--- Activity ---
Nothing outside the range below should be printed. Output exactly the lines from the line with "through ticked updates" to the line with "mod snapshot;", both included.

--- Material shown ---

//! Hfsm: a flattened hierarchical finite state machine runtime
//!
//! States form a tree. Exactly one leaf is active at a time, and every
//! ancestor of that leaf is active with it. The tree is declared once with a
//! fluent builder and then flattened into dense arrays, so the runtime walks
//! ancestors by index instead of chasing pointers.
//!
//! # Core Concepts
//!
//! - **State**: behavior hooks (`on_enter`, `on_update`, ...) attached to a
//!   declared state
//! - **Transition**: a predicate owned by a source state, checked each tick
//!   while the source is active
//! - **Specificity**: edges of the active leaf are checked before edges of
//!   its ancestors
//! - **Settling**: after a transition fires, the new chain is checked again
//!   until nothing fires, bounded by [`MachineConfig`]
//!
//! # Example
//!
//! ```rust
//! use hfsm::{MessageQueue, StateMachine};
//!
//! let messages: MessageQueue = MessageQueue::new();
//!
//! let mut machine = StateMachine::builder()
//!     .add_state("Patrol")
//!         .add_transition("Alert", messages.on_message("noise"))
//!         .add_state("Walk")
//!             .end_state()
//!         .end_state()
//!     .add_state("Alert")
//!         .add_transition("Patrol", messages.on_message("all_clear"))
//!         .end_state()
//!     .build()
//!     .unwrap();
//!
//! machine.update().unwrap();
//! assert_eq!(machine.active_path(), "Patrol.Walk");
//!
//! messages.send("noise");
//! machine.update().unwrap();
//! assert_eq!(machine.active_path(), "Alert");
//!
//! messages.send("all_clear");
//! machine.update().unwrap();
//! assert_eq!(machine.active_path(), "Patrol.Walk");
//! ```

pub mod builder;
pub mod core;
pub mod machine;

// Re-export commonly used types
pub use builder::{BuildError, BuildErrors, StateMachineBuilder};
pub use core::{FnState, Guard, LogState, MessageQueue, OnMessage, State, StateName, Transition};
pub use machine::{
    ConfigError, MachineConfig, MachineError, MachinePhase, MachineSnapshot, StateId, StateMachine,
    DEFAULT_MAX_TRANSITIONS_PER_TICK,
};
//! Runtime limits.

use serde::{Deserialize, Serialize};
use thiserror::Error;

/// Default bound on transitions fired within one tick.
pub const DEFAULT_MAX_TRANSITIONS_PER_TICK: usize = 128;

/// Errors produced while loading a [`MachineConfig`].
#[derive(Debug, Error)]
pub enum ConfigError {
    #[error("Failed to parse machine config: {0}")]
    Parse(#[from] serde_json::Error),

    #[error("max_transitions_per_tick must be at least 1")]
    ZeroTransitionLimit,
}

/// Tunables of a [`StateMachine`](crate::StateMachine).
///
/// # Example
///
/// ```rust
/// use hfsm::MachineConfig;
///
/// let config = MachineConfig::from_json(r#"{ "max_transitions_per_tick": 16 }"#).unwrap();
/// assert_eq!(config.max_transitions_per_tick, 16);
///
/// let defaults = MachineConfig::from_json("{}").unwrap();
/// assert_eq!(defaults, MachineConfig::default());
/// ```
#[derive(Clone, Debug, PartialEq, Eq, Serialize, Deserialize)]
#[serde(default)]
pub struct MachineConfig {
    /// Transitions allowed to fire in one `update`/`fixed_update` before the
    /// tick is aborted with a transition-overload fault.
    pub max_transitions_per_tick: usize,
}

impl MachineConfig {
    pub fn new(max_transitions_per_tick: usize) -> Result<Self, ConfigError> {
        let config = Self {
            max_transitions_per_tick,
        };
        config.validate()?;
        Ok(config)
    }

    pub fn from_json(json: &str) -> Result<Self, ConfigError> {
        let config: MachineConfig = serde_json::from_str(json)?;
        config.validate()?;
        Ok(config)
    }

    pub fn validate(&self) -> Result<(), ConfigError> {
        if self.max_transitions_per_tick == 0 {
            return Err(ConfigError::ZeroTransitionLimit);
        }
        Ok(())
    }
}

impl Default for MachineConfig {
    fn default() -> Self {
        Self {
            max_transitions_per_tick: DEFAULT_MAX_TRANSITIONS_PER_TICK,
        }
    }
}
//! Flattened runtime of a hierarchical state machine.
//!
//! - [`StateMachine`]: drives one active leaf through ticked updates
//! - [`MachineConfig`]: runtime limits
//! - [`MachineError`]: initialization and overload faults
//! - [`MachineSnapshot`]: serializable inspection view

mod config;
mod error;
pub(crate) mod graph;
mod runtime;
mod snapshot;

pub use config::{ConfigError, MachineConfig, DEFAULT_MAX_TRANSITIONS_PER_TICK};
pub use error::MachineError;
pub use graph::StateId;
pub use runtime::StateMachine;
pub use snapshot::{MachinePhase, MachineSnapshot};
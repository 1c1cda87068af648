//! Host header parsing.
//!
//! The gateway only serves hosts of the form `<label>.<domain>[:port]`.
//! A host outside the configured domain means the serving layer routed a
//! request here that it does not own, which is a deployment fault.

use crate::error::GatewayError;

/// Extract the subdomain label preceding `.<domain>` from a Host header.
///
/// Strips one trailing `:port` segment. The label may itself contain dots
/// (`a.b.example.com` yields `a.b`).
pub fn subdomain_label<'a>(host: &'a str, domain: &str) -> Result<&'a str, GatewayError> {
    let bare = match host.rsplit_once(':') {
        Some((h, port)) if !port.is_empty() && port.bytes().all(|b| b.is_ascii_digit()) => h,
        _ => host,
    };

    bare.strip_suffix(domain)
        .and_then(|rest| rest.strip_suffix('.'))
        .filter(|label| !label.is_empty())
        .ok_or_else(|| GatewayError::HostMismatch {
            host: host.to_string(),
        })
}

#[cfg(test)]
mod tests {
    use super::*;

    #[test]
    fn plain_subdomain() {
        assert_eq!(subdomain_label("abc.example.com", "example.com").unwrap(), "abc");
    }

    #[test]
    fn port_stripped() {
        assert_eq!(
            subdomain_label("abc.example.com:8443", "example.com").unwrap(),
            "abc"
        );
    }

    #[test]
    fn nested_label_kept_whole() {
        assert_eq!(
            subdomain_label("a.b.example.com", "example.com").unwrap(),
            "a.b"
        );
    }

    #[test]
    fn foreign_host_is_config_fault() {
        let err = subdomain_label("evil.com", "example.com").unwrap_err();
        assert!(matches!(err, GatewayError::HostMismatch { .. }));
    }

    #[test]
    fn bare_domain_is_config_fault() {
        assert!(subdomain_label("example.com", "example.com").is_err());
    }

    #[test]
    fn missing_separator_dot_is_config_fault() {
        // "abcexample.com" ends with the domain but not with ".example.com".
        assert!(subdomain_label("abcexample.com", "example.com").is_err());
    }

    #[test]
    fn empty_label_is_config_fault() {
        assert!(subdomain_label(".example.com", "example.com").is_err());
    }

    #[test]
    fn empty_host_is_config_fault() {
        assert!(subdomain_label("", "example.com").is_err());
    }

    #[test]
    fn non_numeric_port_segment_not_stripped() {
        // Only a numeric trailing segment is treated as a port.
        assert!(subdomain_label("abc.example.com:x", "example.com").is_err());
    }
}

--- Written answer ---
//! - [`StateMachine`]: drives one active leaf through ticked updates
//! - [`MachineConfig`]: runtime limits
//! - [`MachineError`]: initialization and overload faults
//! - [`MachineSnapshot`]: serializable inspection view

mod config;
mod error;
pub(crate) mod graph;
mod runtime;
mod snapshot;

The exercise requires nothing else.